━━━━━ Data supplied

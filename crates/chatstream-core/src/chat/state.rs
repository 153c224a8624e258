//! Request state tracking
//!
//! One request at a time: `Idle -> Sending -> Streaming -> Idle`, with the
//! way it ended recorded as a [`RequestOutcome`].

use std::time::{Duration, Instant};

use serde::Serialize;

/// Where the current request is
#[derive(Debug, Clone, Copy, Default, PartialEq, Eq, Serialize)]
pub enum RequestPhase {
    #[default]
    Idle,
    /// Request issued, waiting for response headers
    Sending,
    /// Reading the reply body
    Streaming,
}

/// How a request ended
#[derive(Debug, Clone, Copy, PartialEq, Eq, Serialize)]
pub enum RequestOutcome {
    Completed,
    Failed,
    Cancelled,
}

/// Runtime state of the request lifecycle
#[derive(Debug, Default)]
pub struct RequestState {
    phase: RequestPhase,
    /// Number of requests started this session
    pub request_count: usize,
    /// When the current request started
    started_at: Option<Instant>,
    last_outcome: Option<RequestOutcome>,
}

impl RequestState {
    pub fn new() -> Self {
        Self::default()
    }

    pub fn phase(&self) -> RequestPhase {
        self.phase
    }

    /// A request is in flight
    pub fn is_busy(&self) -> bool {
        self.phase != RequestPhase::Idle
    }

    pub fn last_outcome(&self) -> Option<RequestOutcome> {
        self.last_outcome
    }

    /// Start a new request. Returns false if one is already in flight.
    pub fn start(&mut self) -> bool {
        if self.is_busy() {
            return false;
        }
        self.phase = RequestPhase::Sending;
        self.request_count += 1;
        self.started_at = Some(Instant::now());
        true
    }

    /// Response headers arrived
    pub fn opened(&mut self) -> bool {
        if self.phase != RequestPhase::Sending {
            return false;
        }
        self.phase = RequestPhase::Streaming;
        true
    }

    /// End the current request and go back to idle
    ///
    /// Returns how long the request took, or None if nothing was in flight.
    pub fn finish(&mut self, outcome: RequestOutcome) -> Option<Duration> {
        if !self.is_busy() {
            return None;
        }
        self.phase = RequestPhase::Idle;
        self.last_outcome = Some(outcome);
        self.started_at.take().map(|start| start.elapsed())
    }

    /// Duration of the request in flight
    pub fn elapsed(&self) -> Option<Duration> {
        self.started_at.map(|start| start.elapsed())
    }
}

#[cfg(test)]
mod tests {
    use super::*;

    #[test]
    fn test_full_lifecycle() {
        let mut state = RequestState::new();
        assert_eq!(state.phase(), RequestPhase::Idle);

        assert!(state.start());
        assert_eq!(state.phase(), RequestPhase::Sending);
        assert!(state.is_busy());

        assert!(state.opened());
        assert_eq!(state.phase(), RequestPhase::Streaming);

        assert!(state.finish(RequestOutcome::Completed).is_some());
        assert_eq!(state.phase(), RequestPhase::Idle);
        assert_eq!(state.last_outcome(), Some(RequestOutcome::Completed));
        assert_eq!(state.request_count, 1);
    }

    #[test]
    fn test_single_flight() {
        let mut state = RequestState::new();
        assert!(state.start());
        assert!(!state.start());
        assert_eq!(state.request_count, 1);
    }

    #[test]
    fn test_failure_before_headers() {
        let mut state = RequestState::new();
        state.start();
        assert!(state.finish(RequestOutcome::Failed).is_some());
        assert!(!state.is_busy());
        assert!(!state.opened());
    }

    #[test]
    fn test_finish_when_idle_is_noop() {
        let mut state = RequestState::new();
        assert!(state.finish(RequestOutcome::Cancelled).is_none());
        assert_eq!(state.last_outcome(), None);
    }
}
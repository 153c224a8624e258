//! Stream updates
//!
//! What the streaming task reports back to the session that owns the messages.

use crate::ai::streaming::ChatEvent;
use crate::error::ChatError;

/// Update for the assistant message with id `message_id`
#[derive(Debug)]
pub struct StreamUpdate {
    pub message_id: String,
    pub kind: UpdateKind,
}

#[derive(Debug)]
pub enum UpdateKind {
    /// Response headers arrived with a success status
    Opened,
    /// A decoded event, in stream order
    Event(ChatEvent),
    /// The request is over. Sent exactly once per request.
    Finished(Result<StreamEnd, ChatError>),
}

/// Why a stream stopped without an error
#[derive(Debug, Clone, Copy, PartialEq, Eq)]
pub enum StreamEnd {
    /// An event carried `done = true`
    Done,
    /// Body ended without a `done` event
    Eof,
    /// Cancelled from the client side
    Cancelled,
}

impl StreamUpdate {
    pub fn new(message_id: impl Into<String>, kind: UpdateKind) -> Self {
        Self {
            message_id: message_id.into(),
            kind,
        }
    }

    pub fn is_finished(&self) -> bool {
        matches!(self.kind, UpdateKind::Finished(_))
    }
}
//! Drives one chat request from send to final update
//!
//! Reports through a sink instead of touching the message list, so the
//! session stays the single owner of chat state.

use std::time::Duration;

use bytes::Bytes;
use futures::StreamExt;
use tokio_util::sync::CancellationToken;
use tracing::{debug, info, warn};

use super::events::{StreamEnd, StreamUpdate, UpdateKind};
use crate::ai::client::{ByteStream, ChatTransport};
use crate::ai::sse::SseStreamProcessor;
use crate::error::{ChatError, ChatResult};

/// A request accepted by the session and waiting to be streamed
#[derive(Debug, Clone)]
pub struct PendingRequest {
    /// Id of the assistant placeholder this request fills
    pub message_id: String,
    /// Trimmed user text
    pub text: String,
    pub cancel: CancellationToken,
}

/// Send the request and report every update to `sink`
///
/// The sink always receives exactly one [`UpdateKind::Finished`], even if
/// this future is dropped before completing.
pub async fn stream_reply<F>(
    transport: &dyn ChatTransport,
    request: PendingRequest,
    idle_timeout: Option<Duration>,
    sink: F,
) where
    F: FnMut(StreamUpdate) + Send,
{
    let PendingRequest {
        message_id,
        text,
        cancel,
    } = request;

    let abort_id = message_id.clone();
    let mut reporter = scopeguard::guard((sink, false), move |(mut sink, finished)| {
        if !finished {
            warn!(message_id = %abort_id, "Chat stream dropped before finishing");
            sink(StreamUpdate::new(
                abort_id,
                UpdateKind::Finished(Err(ChatError::Aborted)),
            ));
        }
    });

    info!(message_id = %message_id, "Chat request started");
    let result = run(
        transport,
        &message_id,
        &text,
        &cancel,
        idle_timeout,
        &mut reporter.0,
    )
    .await;

    match &result {
        Ok(end) => info!(message_id = %message_id, ?end, "Chat request finished"),
        Err(e) => warn!(message_id = %message_id, error = %e, "Chat request failed"),
    }

    let (sink, finished) = &mut *reporter;
    sink(StreamUpdate::new(message_id, UpdateKind::Finished(result)));
    *finished = true;
}

async fn run<F>(
    transport: &dyn ChatTransport,
    message_id: &str,
    text: &str,
    cancel: &CancellationToken,
    idle_timeout: Option<Duration>,
    sink: &mut F,
) -> ChatResult<StreamEnd>
where
    F: FnMut(StreamUpdate),
{
    let mut body = tokio::select! {
        biased;
        _ = cancel.cancelled() => return Ok(StreamEnd::Cancelled),
        response = send_with_timeout(transport, text, idle_timeout) => response?,
    };
    sink(StreamUpdate::new(message_id, UpdateKind::Opened));

    let mut processor = SseStreamProcessor::new();
    loop {
        let chunk = tokio::select! {
            biased;
            _ = cancel.cancelled() => {
                debug!(message_id, "Cancellation requested mid-stream");
                processor.finish();
                return Ok(StreamEnd::Cancelled);
            }
            next = next_chunk(&mut body, idle_timeout) => next?,
        };

        let Some(chunk) = chunk else {
            processor.finish();
            warn!(message_id, "Chat stream ended without a done event");
            return Ok(StreamEnd::Eof);
        };

        for event in processor.process_chunk(&chunk) {
            let done = event.is_done();
            sink(StreamUpdate::new(message_id, UpdateKind::Event(event)));
            if done {
                // Anything after the first done event is ignored
                processor.finish();
                return Ok(StreamEnd::Done);
            }
        }
    }
}

/// The idle limit also covers the wait for response headers
async fn send_with_timeout(
    transport: &dyn ChatTransport,
    text: &str,
    idle_timeout: Option<Duration>,
) -> ChatResult<ByteStream> {
    match idle_timeout {
        Some(limit) => tokio::time::timeout(limit, transport.send(text))
            .await
            .map_err(|_| ChatError::IdleTimeout(limit))?,
        None => transport.send(text).await,
    }
}

async fn next_chunk(
    body: &mut ByteStream,
    idle_timeout: Option<Duration>,
) -> ChatResult<Option<Bytes>> {
    let next = match idle_timeout {
        Some(limit) => tokio::time::timeout(limit, body.next())
            .await
            .map_err(|_| ChatError::IdleTimeout(limit))?,
        None => body.next().await,
    };
    next.transpose()
}
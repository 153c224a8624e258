//! Event handlers for the TUI

pub mod keyboard;
pub mod rendering;
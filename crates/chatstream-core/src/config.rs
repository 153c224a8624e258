//! Client configuration
//!
//! Read from `<config dir>/chatstream/config.toml` when present. Every key is
//! optional; missing keys fall back to the defaults below.

use std::path::{Path, PathBuf};
use std::time::Duration;

use anyhow::{Context, Result};
use serde::{Deserialize, Serialize};
use tracing::{debug, info};
use url::Url;

use crate::error::{ChatError, ChatResult};

pub const DEFAULT_BASE_URL: &str = "http://localhost:8000";
const APP_DIR: &str = "chatstream";
const CONFIG_FILE: &str = "config.toml";

#[derive(Debug, Clone, PartialEq, Serialize, Deserialize)]
#[serde(default)]
pub struct ChatConfig {
    /// Backend base URL; requests go to `{base_url}/chat`
    pub base_url: String,
    /// Give up on a reply when no chunk arrives for this long (0 = never)
    pub idle_timeout_secs: u64,
    pub connect_timeout_secs: u64,
}

impl Default for ChatConfig {
    fn default() -> Self {
        Self {
            base_url: DEFAULT_BASE_URL.to_string(),
            idle_timeout_secs: 60,
            connect_timeout_secs: 10,
        }
    }
}

impl ChatConfig {
    /// Default config file location, if the platform has a config dir
    pub fn default_path() -> Option<PathBuf> {
        dirs::config_dir().map(|dir| dir.join(APP_DIR).join(CONFIG_FILE))
    }

    /// Load from the default location, falling back to defaults
    pub fn load() -> Result<Self> {
        match Self::default_path() {
            Some(path) => Self::load_from(&path),
            None => {
                debug!("No platform config dir, using default config");
                Ok(Self::default())
            }
        }
    }

    /// Load from `path`; a missing file yields the defaults
    pub fn load_from(path: &Path) -> Result<Self> {
        if !path.exists() {
            debug!("Config file {:?} not found, using defaults", path);
            return Ok(Self::default());
        }

        info!("Loading config from {:?}", path);
        let contents = std::fs::read_to_string(path)
            .with_context(|| format!("Failed to read config file {}", path.display()))?;
        let config: ChatConfig = toml::from_str(&contents)
            .with_context(|| format!("Failed to parse config file {}", path.display()))?;
        config.validate()?;
        Ok(config)
    }

    /// Check that the base URL is usable
    pub fn validate(&self) -> ChatResult<()> {
        let url = Url::parse(&self.base_url).map_err(|e| ChatError::InvalidBaseUrl {
            url: self.base_url.clone(),
            reason: e.to_string(),
        })?;
        if !matches!(url.scheme(), "http" | "https") {
            return Err(ChatError::InvalidBaseUrl {
                url: self.base_url.clone(),
                reason: format!("unsupported scheme '{}'", url.scheme()),
            });
        }
        Ok(())
    }

    /// Full URL of the chat endpoint
    pub fn chat_endpoint(&self) -> ChatResult<String> {
        self.validate()?;
        Ok(format!("{}/chat", self.base_url.trim_end_matches('/')))
    }

    pub fn idle_timeout(&self) -> Option<Duration> {
        (self.idle_timeout_secs > 0).then(|| Duration::from_secs(self.idle_timeout_secs))
    }
}

#[cfg(test)]
mod tests {
    use super::*;
    use std::io::Write;

    #[test]
    fn test_missing_file_uses_defaults() {
        let dir = tempfile::tempdir().unwrap();
        let config = ChatConfig::load_from(&dir.path().join("nope.toml")).unwrap();
        assert_eq!(config, ChatConfig::default());
    }

    #[test]
    fn test_partial_file_keeps_other_defaults() {
        let mut file = tempfile::NamedTempFile::new().unwrap();
        writeln!(file, "base_url = \"https://search.example.com/api/\"").unwrap();

        let config = ChatConfig::load_from(file.path()).unwrap();
        assert_eq!(config.base_url, "https://search.example.com/api/");
        assert_eq!(config.idle_timeout_secs, 60);
        assert_eq!(
            config.chat_endpoint().unwrap(),
            "https://search.example.com/api/chat"
        );
    }

    #[test]
    fn test_invalid_base_url_is_rejected() {
        let mut file = tempfile::NamedTempFile::new().unwrap();
        writeln!(file, "base_url = \"not a url\"").unwrap();
        assert!(ChatConfig::load_from(file.path()).is_err());

        let config = ChatConfig {
            base_url: "ftp://example.com".to_string(),
            ..ChatConfig::default()
        };
        assert!(matches!(
            config.chat_endpoint(),
            Err(ChatError::InvalidBaseUrl { .. })
        ));
    }

    #[test]
    fn test_malformed_toml_is_an_error() {
        let mut file = tempfile::NamedTempFile::new().unwrap();
        writeln!(file, "idle_timeout_secs = \"soon\"").unwrap();
        assert!(ChatConfig::load_from(file.path()).is_err());
    }

    #[test]
    fn test_zero_idle_timeout_disables_it() {
        let config = ChatConfig {
            idle_timeout_secs: 0,
            ..ChatConfig::default()
        };
        assert_eq!(config.idle_timeout(), None);
        assert_eq!(
            ChatConfig::default().idle_timeout(),
            Some(Duration::from_secs(60))
        );
    }
}
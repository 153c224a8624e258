//! Channel Polling
//!
//! The streaming task reports through a channel; these functions drain it
//! on the UI task and apply updates to the session in arrival order.

use chatstream_core::chat::{ChatSession, RequestOutcome, StreamUpdate};
use tokio::sync::mpsc::{self, error::TryRecvError};

/// Result of a polling operation that may trigger UI updates
#[derive(Debug, Default)]
pub struct PollResult {
    /// Whether any data was received that requires a redraw
    pub needs_redraw: bool,
    /// Set when an update ended the request
    pub outcome: Option<RequestOutcome>,
}

impl PollResult {
    pub fn new() -> Self {
        Self::default()
    }
}

/// Poll the stream-update channel without blocking
///
/// The receiver is dropped once the sending task is gone.
pub fn poll_stream_updates(
    channel: &mut Option<mpsc::UnboundedReceiver<StreamUpdate>>,
    session: &mut ChatSession,
) -> PollResult {
    let mut result = PollResult::new();

    // Take the receiver temporarily to poll it
    let Some(mut rx) = channel.take() else {
        return result;
    };

    loop {
        match rx.try_recv() {
            Ok(update) => {
                result.needs_redraw = true;
                if let Some(outcome) = session.apply(update) {
                    result.outcome = Some(outcome);
                }
            }
            Err(TryRecvError::Empty) => {
                // No more data available, put receiver back
                *channel = Some(rx);
                break;
            }
            Err(TryRecvError::Disconnected) => {
                tracing::debug!("Stream update channel disconnected");
                break;
            }
        }
    }

    result
}
//! chatstream core library
//!
//! Sends chat messages to a backend and decodes the streamed reply into an
//! ordered message list.

pub mod ai;
pub mod chat;
pub mod config;
pub mod error;

#[cfg(test)]
mod testing;

pub use config::ChatConfig;
pub use error::{ChatError, ChatResult};
pub mod toast;

pub use toast::{render_toasts, Toast, ToastQueue};
//! Per-request cancellation
//!
//! Each submitted message gets its own token. Starting a new request retires
//! the previous one, so a stale driver can never outlive its reply.

use tokio_util::sync::CancellationToken;

/// Cancellation handle for the reply currently being streamed
#[derive(Clone, Debug, Default)]
pub struct ChatCancellation {
    token: CancellationToken,
}

impl ChatCancellation {
    pub fn new() -> Self {
        Self::default()
    }

    /// Retire the previous request's token and hand out one for the next
    /// reply. The driver only ever sees a child, so it cannot cancel the
    /// session's handle.
    pub fn start_request(&mut self) -> CancellationToken {
        let previous = std::mem::take(&mut self.token);
        previous.cancel();
        self.token.child_token()
    }

    /// Stop the reply in flight. Returns false if it was already stopped.
    pub fn cancel(&self) -> bool {
        if self.token.is_cancelled() {
            return false;
        }
        self.token.cancel();
        true
    }

    pub fn is_cancelled(&self) -> bool {
        self.token.is_cancelled()
    }
}
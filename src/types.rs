//! NewType wrappers for strong typing across the sandbox runtime.
//!
//! These prevent accidental mixing of semantically different strings
//! (e.g. passing a header name where a field identifier is expected).

use serde::{Deserialize, Serialize};
use std::fmt;

/// Macro to generate a NewType wrapper with standard trait implementations.
macro_rules! newtype_string {
    (
        $(#[$meta:meta])*
        $name:ident
    ) => {
        $(#[$meta])*
        #[derive(Debug, Clone, PartialEq, Eq, PartialOrd, Ord, Hash, Serialize, Deserialize)]
        #[serde(transparent)]
        pub struct $name(String);

        impl $name {
            /// Create a new instance.
            pub fn new(value: impl Into<String>) -> Self {
                Self(value.into())
            }

            /// Get the inner value as a string slice.
            pub fn as_str(&self) -> &str {
                &self.0
            }

            /// Consume and return the inner String.
            pub fn into_inner(self) -> String {
                self.0
            }
        }

        impl From<String> for $name {
            fn from(s: String) -> Self {
                Self(s)
            }
        }

        impl From<&str> for $name {
            fn from(s: &str) -> Self {
                Self(s.to_string())
            }
        }

        impl AsRef<str> for $name {
            fn as_ref(&self) -> &str {
                &self.0
            }
        }

        impl fmt::Display for $name {
            fn fmt(&self, f: &mut fmt::Formatter<'_>) -> fmt::Result {
                write!(f, "{}", self.0)
            }
        }

        impl std::borrow::Borrow<str> for $name {
            fn borrow(&self) -> &str {
                &self.0
            }
        }
    };
}

newtype_string!(
    /// Identifier of a form field within the console.
    ///
    /// This is the key the surrounding UI uses when registering a field
    /// handle, and the key under which collected values and validation
    /// errors are reported back. Typically the parameter name the field
    /// edits, but the runtime treats it as opaque.
    FieldId
);

newtype_string!(
    /// Security scheme discriminator from an operation's security list
    /// (e.g. "oauth2", "apiKey", "http").
    ///
    /// Carried as an open string rather than a closed enum: operations may
    /// declare scheme types this crate has no special handling for, and
    /// those must survive a deserialize/serialize round trip untouched.
    SecuritySchemeKind
);

#[cfg(test)]
mod tests {
    use super::*;

    #[test]
    fn test_field_id_creation() {
        let id = FieldId::new("petId");
        assert_eq!(id.as_str(), "petId");
        assert_eq!(id.to_string(), "petId");
    }

    #[test]
    fn test_field_id_from_string() {
        let id: FieldId = "petId".into();
        assert_eq!(id.as_str(), "petId");

        let id: FieldId = String::from("userId").into();
        assert_eq!(id.as_str(), "userId");
    }

    #[test]
    fn test_field_id_into_inner() {
        let id = FieldId::new("petId");
        let inner: String = id.into_inner();
        assert_eq!(inner, "petId");
    }

    #[test]
    fn test_field_id_serde_transparent() {
        let id = FieldId::new("petId");
        let json = serde_json::to_string(&id).unwrap();
        assert_eq!(json, "\"petId\"");

        let parsed: FieldId = serde_json::from_str(&json).unwrap();
        assert_eq!(parsed, id);
    }

    #[test]
    fn test_field_id_ordering_for_map_keys() {
        use std::collections::BTreeMap;

        let mut map = BTreeMap::new();
        map.insert(FieldId::new("b"), 2);
        map.insert(FieldId::new("a"), 1);

        let keys: Vec<&str> = map.keys().map(FieldId::as_str).collect();
        assert_eq!(keys, vec!["a", "b"]);
    }

    #[test]
    fn test_security_scheme_kind_roundtrip() {
        let kind = SecuritySchemeKind::new("mutualTLS");
        let json = serde_json::to_string(&kind).unwrap();
        assert_eq!(json, "\"mutualTLS\"");

        let parsed: SecuritySchemeKind = serde_json::from_str(&json).unwrap();
        assert_eq!(parsed, kind);
    }

    #[test]
    fn test_borrow_allows_str_lookup() {
        use std::collections::BTreeMap;

        let mut map = BTreeMap::new();
        map.insert(FieldId::new("petId"), 42);
        assert_eq!(map.get("petId"), Some(&42));
    }
}
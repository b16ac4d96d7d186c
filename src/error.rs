//! Error types for the request execution seam.
//!
//! The preparation and collection helpers themselves never fail; errors
//! only arise once a request is actually built and dispatched, or when a
//! submission is attempted with invalid fields.

use std::collections::BTreeMap;
use std::fmt;

use crate::types::FieldId;

/// Errors that can occur when executing a sandbox request.
#[derive(Debug, Clone)]
pub enum SandboxError {
    /// One or more fields failed validation; the map holds the per-field
    /// messages exactly as the fields reported them.
    Validation(BTreeMap<FieldId, String>),

    /// The resolved URL (or its join against the base) is not parseable.
    InvalidUrl(String),

    /// The HTTP client rejected or failed the request.
    Http(String),

    /// Internal error occurred.
    Internal(String),
}

impl fmt::Display for SandboxError {
    fn fmt(&self, f: &mut fmt::Formatter<'_>) -> fmt::Result {
        match self {
            Self::Validation(errors) => {
                write!(f, "validation failed for {} field(s): ", errors.len())?;
                let mut first = true;
                for (id, message) in errors {
                    if !first {
                        write!(f, ", ")?;
                    }
                    write!(f, "{id}: {message}")?;
                    first = false;
                }
                Ok(())
            }
            Self::InvalidUrl(msg) => write!(f, "invalid request URL: {msg}"),
            Self::Http(msg) => write!(f, "HTTP request failed: {msg}"),
            Self::Internal(msg) => write!(f, "internal error: {msg}"),
        }
    }
}

impl std::error::Error for SandboxError {}

/// Result type for sandbox operations.
pub type SandboxResult<T> = Result<T, SandboxError>;

impl From<reqwest::Error> for SandboxError {
    fn from(err: reqwest::Error) -> Self {
        Self::Http(err.to_string())
    }
}

impl From<anyhow::Error> for SandboxError {
    fn from(err: anyhow::Error) -> Self {
        Self::Internal(err.to_string())
    }
}

#[cfg(test)]
mod tests {
    use super::*;

    #[test]
    fn test_validation_display_lists_fields() {
        let errors = BTreeMap::from([
            (FieldId::new("age"), "must be a number".to_string()),
            (FieldId::new("name"), "required".to_string()),
        ]);

        let text = SandboxError::Validation(errors).to_string();
        assert!(text.contains("2 field(s)"));
        assert!(text.contains("age: must be a number"));
        assert!(text.contains("name: required"));
    }

    #[test]
    fn test_invalid_url_display() {
        let text = SandboxError::InvalidUrl("relative URL without a base".to_string()).to_string();
        assert!(text.contains("invalid request URL"));
    }

    #[test]
    fn test_from_anyhow() {
        let err: SandboxError = anyhow::anyhow!("boom").into();
        assert!(matches!(err, SandboxError::Internal(msg) if msg == "boom"));
    }
}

━━━━━━━━━━

* **Exercise description**:
What you give back should be exactly the lines of the data above from the line with "use crate::types::FieldId;" through the line with "failed the request.", both of those included, and nothing more.

* **Response to this task**:
use crate::types::FieldId;

/// Errors that can occur when executing a sandbox request.
#[derive(Debug, Clone)]
pub enum SandboxError {
    /// One or more fields failed validation; the map holds the per-field
    /// messages exactly as the fields reported them.
    Validation(BTreeMap<FieldId, String>),

    /// The resolved URL (or its join against the base) is not parseable.
    InvalidUrl(String),

    /// The HTTP client rejected or failed the request.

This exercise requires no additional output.